Mormogystia brandstetteri is a moth in the family Cossidae. It is endemic to the Socotra Archipelago, part of Yemen in the Indian Ocean. The wingspan is 33–35 mm. The ground colour of the forewings is black. The head, thorax and abdomen are intense grey. There is a black costal spot on the ventral hindwing. The larvae probably feed on Acacia species.

==Taxonomy==
Mormogystia brandstetteri was described by the entomologists Aidas Saldaitis and colleagues in 2011 on the basis of an adult male specimen collected from the Diksam Plateau on the island of Socotra in Yemen. The species is named after Johann Brandstetter, a German painter and entomologist.

==Description==
In males, the mean forewing length is 16 mm and the mean wingspan is 35 mm. The head, thorax, abdomen, and tegulae are grey. The antennae are bipectinate and roughly half the length of the forewing. The forewing is black with a white silvery pattern made up of three white silvery patches. A fascia of even width runs along the entire costal margin, with the median fascia widening medially and reaching the outer margin of the forewing. The lower silver patch originates at the basal edge and extends along dorsal wing margin to middle. This patch is enclosed by ground colour. The adterminal line is white and the fringe is grey. The dorsal surface of the forewing is greyish-white, with greyish-black costal, outer, and dorsal margins. The hindwing is uniformly white with a greyish-black spot at the costal margin.

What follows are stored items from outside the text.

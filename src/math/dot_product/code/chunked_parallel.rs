//! Multi-threaded dot product over contiguous chunks.
//!
//! The input range is split by [`ChunkPartitioner`], one scoped thread
//! computes the local sum of each chunk, and the partial sums are added in
//! chunk order once every worker has joined. Inputs are only ever read, and
//! each worker owns its result slot, so no lock is involved.

use super::sequential::dot_unchecked;
use super::ReductionStrategy;
use crate::error::{ensure_same_len, BenchError, Result};
use crate::parallel::{run_chunked, Chunk, ChunkPartitioner};

/// Compute the dot product with `workers` parallel chunks.
///
/// # Errors
/// - Precondition violation for mismatched lengths or zero workers,
///   raised before any thread starts.
/// - Worker failure if any chunk fails.
pub fn dot_product_chunked(a: &[f32], b: &[f32], workers: usize) -> Result<f32> {
    let partitioner = ChunkPartitioner::new(workers)?;
    reduce_chunked(a, b, &partitioner)
}

fn reduce_chunked(a: &[f32], b: &[f32], partitioner: &ChunkPartitioner) -> Result<f32> {
    ensure_same_len(a, b)?;
    if a.is_empty() {
        return Ok(0.0);
    }

    let partials = run_chunked(a.len(), partitioner, |chunk| chunk_dot(a, b, chunk))?;
    partials.sum()
}

/// Local sum over one chunk.
fn chunk_dot(a: &[f32], b: &[f32], chunk: Chunk) -> Result<f32> {
    match (a.get(chunk.range()), b.get(chunk.range())) {
        (Some(xs), Some(ys)) => Ok(dot_unchecked(xs, ys)),
        _ => Err(BenchError::worker(
            chunk.index,
            format!("range {:?} outside input of length {}", chunk.range(), a.len()),
        )),
    }
}

pub struct ChunkedParallel {
    partitioner: ChunkPartitioner,
}

impl ChunkedParallel {
    /// # Errors
    /// A precondition violation if `workers` is zero.
    pub fn new(workers: usize) -> Result<Self> {
        Ok(Self {
            partitioner: ChunkPartitioner::new(workers)?,
        })
    }

    pub fn workers(&self) -> usize {
        self.partitioner.workers()
    }
}

impl ReductionStrategy for ChunkedParallel {
    fn name(&self) -> &'static str {
        "chunked_parallel"
    }

    fn description(&self) -> &'static str {
        "Fork-join over contiguous chunks, partials merged in chunk order"
    }

    fn reduce(&self, a: &[f32], b: &[f32]) -> Result<f32> {
        reduce_chunked(a, b, &self.partitioner)
    }
}

#[cfg(test)]
mod tests {
    use super::*;

    #[test]
    fn test_chunk_out_of_range_is_worker_failure() {
        let chunk = Chunk {
            index: 3,
            start: 2,
            end: 6,
        };
        let err = chunk_dot(&[1.0; 4], &[1.0; 4], chunk).unwrap_err();
        assert!(matches!(err, BenchError::Worker { chunk: 3, .. }));
    }

    #[test]
    fn test_partials_of_concrete_scenario() {
        let a = [1.0, 2.0, 3.0, 4.0];
        let b = [5.0, 6.0, 7.0, 8.0];
        let chunks = ChunkPartitioner::new(2).unwrap().partition(4);
        let partials: Vec<f32> = chunks.iter().map(|&c| chunk_dot(&a, &b, c).unwrap()).collect();
        assert_eq!(partials, vec![17.0, 53.0]);
    }
}
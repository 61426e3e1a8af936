//! Benchmark utilities: seeds, display helpers and CSV export.

use super::timer::VariantResult;
use std::io::Write;
use std::path::Path;
use std::time::Duration;

/// Get a seed from current time for randomization
pub fn time_seed() -> u64 {
    std::time::SystemTime::now()
        .duration_since(std::time::UNIX_EPOCH)
        .map(|d| d.as_nanos() as u64)
        .unwrap_or(0x12345678)
}

/// Format a duration with a unit suited to its magnitude.
pub fn format_duration(d: Duration) -> String {
    let nanos = d.as_nanos();
    if nanos < 1_000 {
        format!("{} ns", nanos)
    } else if nanos < 1_000_000 {
        format!("{:.2} µs", nanos as f64 / 1e3)
    } else if nanos < 1_000_000_000 {
        format!("{:.2} ms", nanos as f64 / 1e6)
    } else {
        format!("{:.3} s", d.as_secs_f64())
    }
}

/// Summary row for one variant of one algorithm (used for CSV export)
pub struct RawTimingData {
    pub algo_name: String,
    pub variant_name: String,
    pub input_size: usize,
    pub workers: usize,
    pub samples: usize,
    pub avg_nanos: u128,
    pub median_nanos: u128,
    pub min_nanos: u128,
    pub max_nanos: u128,
    pub result_sample: Option<f64>,
}

impl RawTimingData {
    pub fn from_result(algo_name: &str, input_size: usize, workers: usize, result: &VariantResult) -> Self {
        Self {
            algo_name: algo_name.to_string(),
            variant_name: result.name.clone(),
            input_size,
            workers,
            samples: result.samples,
            avg_nanos: result.avg_time.as_nanos(),
            median_nanos: result.median_time.as_nanos(),
            min_nanos: result.min_time.as_nanos(),
            max_nanos: result.max_time.as_nanos(),
            result_sample: result.result_sample,
        }
    }
}

/// Write timing rows as CSV.
pub fn write_csv<W: Write>(mut out: W, data: &[RawTimingData]) -> std::io::Result<()> {
    writeln!(
        out,
        "algorithm,variant,input_size,workers,samples,avg_time_ns,median_time_ns,min_time_ns,max_time_ns,result"
    )?;

    for entry in data {
        writeln!(
            out,
            "{},{},{},{},{},{},{},{},{},{}",
            entry.algo_name,
            entry.variant_name,
            entry.input_size,
            entry.workers,
            entry.samples,
            entry.avg_nanos,
            entry.median_nanos,
            entry.min_nanos,
            entry.max_nanos,
            entry.result_sample.map(|v| v.to_string()).unwrap_or_default()
        )?;
    }

    Ok(())
}

/// Export timing data to a CSV file
pub fn export_csv(path: &Path, data: &[RawTimingData]) -> std::io::Result<()> {
    let mut out = std::io::BufWriter::new(std::fs::File::create(path)?);
    write_csv(&mut out, data)?;
    out.flush()
}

Females have a forewing length of 23 mm and a wingspan of 48 mm. The antennae are filiform, but the wing pattern is similar to that of males. Some intraspecific variation is occurs in the species, with some individuals having no adterminal line, differently shaped silvery patches, and grey hindwings.

In the male genitalia, the uncus is broad, slightly narrower than its length, with a wide and gently rounded tip. The arms of the gnathos are long and robust, forming a very broad gnathos with a rounded apex. The saccus tapers gradually and ends in a pointed denticle. The valvae are symmetrical, with straight edges that widen toward the tip, which is flat. The costal margin is heavily and broadly sclerotized. The transtilla has medium-sized, strong, denticle-shaped arms. The juxta is large, well-sclerotized, and shaped like a belt, featuring a small notch at the tip and a prominent boat-shaped margin at the base. The aedeagus is strong, straight, and large, expanding at the base. The vesica is simple and broad, without any cornuti.

In the female genitalia, the papilla analis is narrow and covered with short, fine setae. The posterior apophysis is about 1.4 times longer than the anterior apophysis. The antevaginal plate is shaped like a belt, tapering to pointed ends. The ductus bursae is sclerotized), while the corpus bursae is long, narrow, and soft. No signa are present.

==Distribution and ecology==
The species is found across the island of Socotra in almost every habitat, as well as on the smaller islands of Samhah and Abd al Kuri in the same archipelago. Acacia is a likely food plant for M. brandstetteri as larvae of other closely related species are known to do so. The moth is especially abundant in the central part of the island in deeper canyons or rich oasis-like valleys, where forests have not yet been cut for fuel like elsewhere on the island.